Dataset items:
use std::{env, fmt::Display, str::FromStr, time::Duration};

use anyhow::{anyhow, Context};
use sea_orm::ConnectOptions;
use tracing::info;

const DEFAULT_DATABASE_URL: &str = "sqlite://startuplens.sqlite?mode=rwc";

/// Runtime settings, read from the environment (and `.env` when present).
#[derive(Clone, Debug, PartialEq)]
pub struct Config {
    pub database_url: String,
    pub max_connections: u32,
    pub host: String,
    pub port: u16,
    /// Default cap on search results when the caller gives no `limit`.
    pub search_limit: u64,
    /// Requests per minute per client IP on the API routes; 0 disables limiting.
    pub rate_limit_per_minute: u32,
}

impl Config {
    pub fn from_env() -> anyhow::Result<Self> {
        Self::from_lookup(|key| env::var(key).ok())
    }

    pub fn from_lookup<F>(lookup: F) -> anyhow::Result<Self>
    where
        F: Fn(&str) -> Option<String>,
    {
        let config = Self {
            database_url: lookup("DATABASE_URL").unwrap_or_else(|| {
                info!("DATABASE_URL not set, using default: {DEFAULT_DATABASE_URL}");
                DEFAULT_DATABASE_URL.to_string()
            }),
            max_connections: try_load(&lookup, "DATABASE_MAX_CONNECTIONS", 10)?,
            host: lookup("HOST").unwrap_or_else(|| "127.0.0.1".to_string()),
            port: try_load(&lookup, "PORT", 3000)?,
            search_limit: try_load(&lookup, "SEARCH_LIMIT", 50)?,
            rate_limit_per_minute: try_load(&lookup, "RATE_LIMIT_PER_MINUTE", 120)?,
        };

        if config.max_connections == 0 {
            return Err(anyhow!("DATABASE_MAX_CONNECTIONS must be at least 1"));
        }
        if config.search_limit == 0 {
            return Err(anyhow!("SEARCH_LIMIT must be at least 1"));
        }

        Ok(config)
    }

    pub fn address(&self) -> String {
        format!("{}:{}", self.host, self.port)
    }

    pub fn connect_options(&self) -> ConnectOptions {
        let mut options = ConnectOptions::new(self.database_url.clone());
        options
            .max_connections(self.max_connections)
            .connect_timeout(Duration::from_secs(20))
            .acquire_timeout(Duration::from_secs(20))
            .sqlx_logging(false);
        options
    }
}

fn try_load<F, T>(lookup: &F, key: &str, default: T) -> anyhow::Result<T>
where
    F: Fn(&str) -> Option<String>,
    T: FromStr + Display,
    T::Err: std::error::Error + Send + Sync + 'static,
{
    match lookup(key) {
        Some(raw) => raw
            .trim()
            .parse()
            .with_context(|| format!("Invalid {key} value: {raw:?}")),
        None => {
            info!("{key} not set, using default: {default}");
            Ok(default)
        }
    }
}

#[cfg(test)]
mod tests {
    use super::*;
    use std::collections::HashMap;

    fn lookup_from(pairs: &[(&str, &str)]) -> impl Fn(&str) -> Option<String> {
        let map: HashMap<String, String> = pairs
            .iter()
            .map(|(k, v)| (k.to_string(), v.to_string()))
            .collect();
        move |key| map.get(key).cloned()
    }

    #[test]
    fn defaults_apply_when_nothing_is_set() {
        let config = Config::from_lookup(lookup_from(&[])).unwrap();
        assert_eq!(config.database_url, DEFAULT_DATABASE_URL);
        assert_eq!(config.port, 3000);
        assert_eq!(config.search_limit, 50);
        assert_eq!(config.address(), "127.0.0.1:3000");
    }

    #[test]
    fn values_are_read_and_parsed() {
        let config = Config::from_lookup(lookup_from(&[
            ("DATABASE_URL", "postgres://localhost/startuplens"),
            ("HOST", "0.0.0.0"),
            ("PORT", " 8080 "),
            ("SEARCH_LIMIT", "10"),
            ("RATE_LIMIT_PER_MINUTE", "0"),
        ]))
        .unwrap();
        assert_eq!(config.database_url, "postgres://localhost/startuplens");
        assert_eq!(config.address(), "0.0.0.0:8080");
        assert_eq!(config.search_limit, 10);
        assert_eq!(config.rate_limit_per_minute, 0);
    }

    #[test]
    fn malformed_numbers_are_rejected() {
        let err = Config::from_lookup(lookup_from(&[("PORT", "eighty")])).unwrap_err();
        assert!(err.to_string().contains("PORT"));

        assert!(Config::from_lookup(lookup_from(&[("SEARCH_LIMIT", "0")])).is_err());
    }
}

• _Task details_
Report each line in the data above that holds the word "return" by copying it.

• _Your solution_
            return Err(anyhow!("DATABASE_MAX_CONNECTIONS must be at least 1"));
            return Err(anyhow!("SEARCH_LIMIT must be at least 1"));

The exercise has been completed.